The never ending story

Avrupa Birliği’ne tam üye olarak katılma hedefi, biliyorsunuz, onyıllardır gündemimizde. Bilhassa 1990’lı yıllardan bu yana. Benim 80’li yıllardan beri bu konudaki görüşüm şöyleydi:

Avrupa Birliği (ilk adıyla Avrupa Ekonomik Topluluğu ve o sıralardaki adıyla Avrupa Topluluğu) esas îtibâriyle ekonomik işbirliği üzerine kurulu bir yapıdır. Ancak uzak amacı bu birliği politik olarak da gerçekleştirmekdir. Zâten bunun içindir ki üyelik şartları arasına, ekonomiyle ille de doğrudan bağlantılı olması farz olmayan, çoğulcu demokrasi ve bunun ayrılmaz parçaları olarak en geniş anlamıyla insan hakları ve dolayısıyla hukuk devleti ilkelerini de koymuşdur.

Türkiye, 1980’lerdeki, yâni benim muhtelif vesîlelerle bu mevzua değindiğim zamanlardaki hâliyle sözkonusu şartları hâiz olmakdan çok, ama çok uzak bir mevkıydeydi. Ben diyordum ki Türkiye için bu işbirliği ve netîceten tek devlete gitmesi istenen yapılanma aslında ekonomik bakımdan da önemli olabilir. Nitekim önemli olduğu uzmanlar tarafından söyleniyor. Fakat biz Türkler için daha da önemlisi, projenin “politik” kısmıdır. Yâni çoğulcu demokrasi, hukuk devleti, her türlü özgürlüğün meşrû sınırlar içinde alabildiğine kullanılabilme garantisi vs...

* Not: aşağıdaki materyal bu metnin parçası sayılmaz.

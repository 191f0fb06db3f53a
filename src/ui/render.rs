use ratatui::{
    layout::{Alignment, Constraint, Direction, Layout, Rect},
    text::{Line, Span},
    widgets::{Block, Borders, Clear, Paragraph},
    Frame,
};

use crate::app::{App, AppState, FormFocus, LoginFocus, Tab};
use crate::models::CATEGORY_CHOICES;

use super::styles;
use super::tabs::{overview, requests, users};

pub fn render(frame: &mut Frame, app: &App) {
    let chunks = Layout::default()
        .direction(Direction::Vertical)
        .constraints([
            Constraint::Length(3), // Title bar
            Constraint::Length(2), // Tabs
            Constraint::Min(10),   // Main content
            Constraint::Length(2), // Status bar
        ])
        .split(frame.area());

    render_title_bar(frame, app, chunks[0]);
    render_tabs(frame, app, chunks[1]);
    render_main_content(frame, app, chunks[2]);
    render_status_bar(frame, app, chunks[3]);

    // Render overlays
    if matches!(app.state, AppState::LoggingIn) {
        render_login_overlay(frame, app);
    }
    if matches!(app.state, AppState::NewRequest) {
        render_new_request_overlay(frame, app);
    }
    if matches!(app.state, AppState::ShowingHelp) {
        render_help_overlay(frame, app);
    }
    if matches!(app.state, AppState::ConfirmingQuit) {
        render_quit_overlay(frame);
    }
}

fn render_title_bar(frame: &mut Frame, app: &App, area: Rect) {
    let title = if app.demo_mode {
        format!("  dormdesk · {} (demo)", app.role.dashboard_title())
    } else {
        format!("  dormdesk · {}", app.role.dashboard_title())
    };
    let right = match app.user {
        Some(ref user) => format!("{}  [?] Help", user.name),
        None => "[?] Help".to_string(),
    };

    let padding = (area.width as usize).saturating_sub(title.len() + right.len() + 3);
    let line = Line::from(vec![
        Span::styled(title, styles::title_style()),
        Span::raw(" ".repeat(padding)),
        Span::styled(right, styles::muted_style()),
    ]);

    let block = Block::default()
        .borders(Borders::BOTTOM)
        .border_style(styles::muted_style());

    frame.render_widget(Paragraph::new(line).block(block), area);
}

fn render_tabs(frame: &mut Frame, app: &App, area: Rect) {
    let mut spans = vec![Span::raw(" ")];
    for (i, tab) in app.tabs().iter().enumerate() {
        if i > 0 {
            spans.push(Span::styled(" | ", styles::muted_style()));
        }
        let label = format!("[{}] {}", i + 1, tab.title());
        if *tab == app.current_tab {
            spans.push(Span::styled(label, styles::tab_style(true)));
        } else {
            spans.push(Span::styled(label, styles::muted_style()));
        }
    }

    let block = Block::default()
        .borders(Borders::BOTTOM)
        .border_style(styles::muted_style());

    frame.render_widget(Paragraph::new(Line::from(spans)).block(block), area);
}

fn render_main_content(frame: &mut Frame, app: &App, area: Rect) {
    match app.current_tab {
        Tab::Overview => overview::render(frame, app, area),
        Tab::Requests => requests::render(frame, app, area),
        Tab::Users => users::render(frame, app, area),
    }
}

fn render_status_bar(frame: &mut Frame, app: &App, area: Rect) {
    // Errors take precedence over status notes; both dismiss with Esc
    let left = if let Some(ref error) = app.error_message {
        Span::styled(format!(" {} ", error), styles::error_style())
    } else if let Some(ref message) = app.status_message {
        Span::styled(format!(" {} ", message), styles::success_style())
    } else if app.loading {
        Span::styled(" Loading... ".to_string(), styles::muted_style())
    } else {
        Span::raw(String::new())
    };

    let shortcuts = " [r]efresh | [o] logout | [q]uit ";
    let padding = (area.width as usize)
        .saturating_sub(left.content.len() + shortcuts.len());

    let line = Line::from(vec![
        left,
        Span::raw(" ".repeat(padding)),
        Span::styled(shortcuts, styles::muted_style()),
    ]);

    frame.render_widget(
        Paragraph::new(line).style(styles::status_bar_style()),
        area,
    );
}

/// Centered overlay rect, clamped to the frame.
fn overlay_area(frame: &Frame, width: u16, height: u16) -> Rect {
    let frame_area = frame.area();
    let width = width.min(frame_area.width);
    let height = height.min(frame_area.height);
    Rect {
        x: (frame_area.width - width) / 2,
        y: (frame_area.height - height) / 2,
        width,
        height,
    }
}

fn render_login_overlay(frame: &mut Frame, app: &App) {
    let area = overlay_area(frame, 52, 11);
    frame.render_widget(Clear, area);

    let email_focus = app.login_focus == LoginFocus::Email;
    let masked: String = "*".repeat(app.login_password.chars().count());

    let mut lines = vec![
        Line::from(""),
        Line::from(vec![
            Span::styled(
                if email_focus { "> Email:    " } else { "  Email:    " },
                styles::border_style(email_focus),
            ),
            Span::raw(app.login_email.clone()),
        ]),
        Line::from(vec![
            Span::styled(
                if email_focus { "  Password: " } else { "> Password: " },
                styles::border_style(!email_focus),
            ),
            Span::raw(masked),
        ]),
        Line::from(""),
    ];

    if app.loading {
        lines.push(Line::from(Span::styled(
            "  Signing in...",
            styles::muted_style(),
        )));
    } else if let Some(ref error) = app.login_error {
        lines.push(Line::from(Span::styled(
            format!("  {}", error),
            styles::error_style(),
        )));
    } else {
        lines.push(Line::from(""));
    }

    lines.push(Line::from(""));
    lines.push(Line::from(Span::styled(
        "  Tab: switch field | Enter: sign in | Ctrl+C: quit",
        styles::muted_style(),
    )));

    let block = Block::default()
        .title(" Sign In ")
        .title_style(styles::title_style())
        .borders(Borders::ALL)
        .border_style(styles::border_style(true));

    frame.render_widget(Paragraph::new(lines).block(block), area);
}

fn render_new_request_overlay(frame: &mut Frame, app: &App) {
    let area = overlay_area(frame, 60, 12);
    frame.render_widget(Clear, area);

    let focus_marker = |focused: bool| if focused { "> " } else { "  " };
    let category = CATEGORY_CHOICES[app.form_category].1;

    let lines = vec![
        Line::from(""),
        Line::from(vec![
            Span::styled(
                format!("{}Description:  ", focus_marker(app.form_focus == FormFocus::Description)),
                styles::border_style(app.form_focus == FormFocus::Description),
            ),
            Span::raw(app.form_description.clone()),
        ]),
        Line::from(vec![
            Span::styled(
                format!("{}Availability: ", focus_marker(app.form_focus == FormFocus::Availability)),
                styles::border_style(app.form_focus == FormFocus::Availability),
            ),
            Span::raw(app.form_availability.clone()),
        ]),
        Line::from(vec![
            Span::styled(
                format!("{}Category:     ", focus_marker(app.form_focus == FormFocus::Category)),
                styles::border_style(app.form_focus == FormFocus::Category),
            ),
            Span::styled(format!("< {} >", category), styles::highlight_style()),
        ]),
        Line::from(""),
        Line::from(Span::styled(
            "  Tab: next field | Space: cycle category (when focused)",
            styles::muted_style(),
        )),
        Line::from(Span::styled(
            "  Enter: submit | Esc: cancel",
            styles::muted_style(),
        )),
    ];

    let block = Block::default()
        .title(" New Maintenance Request ")
        .title_style(styles::title_style())
        .borders(Borders::ALL)
        .border_style(styles::border_style(true));

    frame.render_widget(Paragraph::new(lines).block(block), area);
}

fn render_help_overlay(frame: &mut Frame, app: &App) {
    let area = overlay_area(frame, 56, 16);
    frame.render_widget(Clear, area);

    let key = |k: &str, desc: &str| {
        Line::from(vec![
            Span::styled(format!("  {:<10}", k), styles::help_key_style()),
            Span::styled(desc.to_string(), styles::help_desc_style()),
        ])
    };

    let mut lines = vec![
        Line::from(""),
        key("1-3", "Switch tab"),
        key("j/k, ↑/↓", "Move selection"),
        key("PgUp/PgDn", "Move selection by page"),
        key("r", "Refresh from server"),
        key("o", "Logout"),
        key("Esc", "Dismiss message / close overlay"),
        key("q", "Quit"),
    ];

    if app.role.can_transition() {
        lines.push(Line::from(""));
        lines.push(key("i", "Mark selected request in progress"));
        lines.push(key("v", "Mark selected request under review"));
        lines.push(key("c", "Mark selected request complete"));
        lines.push(key("p", "Reopen selected completed request"));
    } else {
        lines.push(Line::from(""));
        lines.push(key("n", "Submit a new maintenance request"));
    }

    let block = Block::default()
        .title(" Help ")
        .title_style(styles::title_style())
        .borders(Borders::ALL)
        .border_style(styles::border_style(true));

    frame.render_widget(Paragraph::new(lines).block(block), area);
}

fn render_quit_overlay(frame: &mut Frame) {
    let area = overlay_area(frame, 30, 5);
    frame.render_widget(Clear, area);

    let lines = vec![
        Line::from(""),
        Line::from(Span::raw("  Quit dormdesk? (y/n)")),
    ];

    let block = Block::default()
        .title(" Confirm ")
        .title_style(styles::title_style())
        .borders(Borders::ALL)
        .border_style(styles::border_style(true));

    frame.render_widget(
        Paragraph::new(lines).block(block).alignment(Alignment::Left),
        area,
    );
}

Türkiye, kendi içinden doğma dinamiklerle bu özgürlükleri gerçekleştirebilecek güce sâhib bulunmadığı, Türkçesi bu gibi “konforlar” yüce halkımızın pek de umurunda olmadığı için bu AET/AT/AB’nin sağlamayı inandırıcı şekilde vaat etdiği ekonomik avantajlar bir “havuç” gibi kullanılarak aynı zamanda insan haysiyetine yaraşır bir demokratik düzen de sağlanabilir. Bunun nîmetlerini bir kere tadan asil milletimiz ise böylece bu sistemin sâhici bir tarafdârına dönüşebilir.

Onun için ben AET/AT/AB’ye tam üyeliğimizi başından îtibâren var gücümle destekledim. Ama bir noktaya kadar!

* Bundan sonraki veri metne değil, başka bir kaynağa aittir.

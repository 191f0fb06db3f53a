//! Authentication module for managing user sessions and credentials.
//!
//! This module provides:
//! - `SessionStore`: login/logout and the persisted token + profile pair
//! - `KeyValueStore`: the durable substrate (file-backed or in-memory)
//! - `CredentialStore`: optional remember-me storage via the OS keychain
//!
//! The token and user profile are always written and cleared together.

pub mod credentials;
pub mod session;
pub mod store;

pub use credentials::CredentialStore;
pub use session::{ConnectionStatus, LoginResponse, SessionStore, VerifyResponse};
pub use store::{FileStore, KeyValueStore, MemoryStore};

Çünki Türkiye’nin istikbâlde bir gün bu organizasyon içinde egemenliğini kaybedip koskoca bir sistemin bir sürü dişli çarkından sâdece biri olmasına da kesinlikle karşıydım.

Başka bir deyişle Türkiye’nin meselâ Ortaasya’daki diğer “amcazâde” cumhûriyetlerle münâsebetlerini Brüksel üzerinden yürütmesi ihtimâli bir yandan her Türkün kanında doğuşdan mebzûl mikdarda bulunduğunu tahmîn etdiğim “milliyetçilik virüsü”nü tahrîk ederek canımı sıkarken beni tamâmen pratik bağlamda da rahatsız ediyordu: Zîrâ bu, teşbih câizse, diyelim ki iki Türkün sohbet için dünyânın parasını vererek bir İngilizce tercüman tutup onun vâsıtasıyla anlaşabilmesine benziyordu.

Ben bundan ötürü de müstakbel bir tam üyeliğe soğuk bakıyordum.

Bugün, 2013 Yılı, vardığımız nokta doğrusu benim memnûn olmaklığımı haklı kılacak özellikler taşıyor.

Bir kere Türkiye son 25 ve bâhusus son on yılda demokratik toplum düzeni zâviyesinden şâyân-ı hayret bir mesâfe kaydetdi. Evet, asıl özlenen yerden hâlâ epeyice uzağız ama geride bırakdığımız mesâfe de en kötümser bakışla bile küçümsenecek gibi değil.

Bu, benim o dillere destan deham sâyesinde tahmîn etdiğim üzre halkımızın da bizzat “tadarak” demokratik düzeni benimsemesine yardımcı oldu.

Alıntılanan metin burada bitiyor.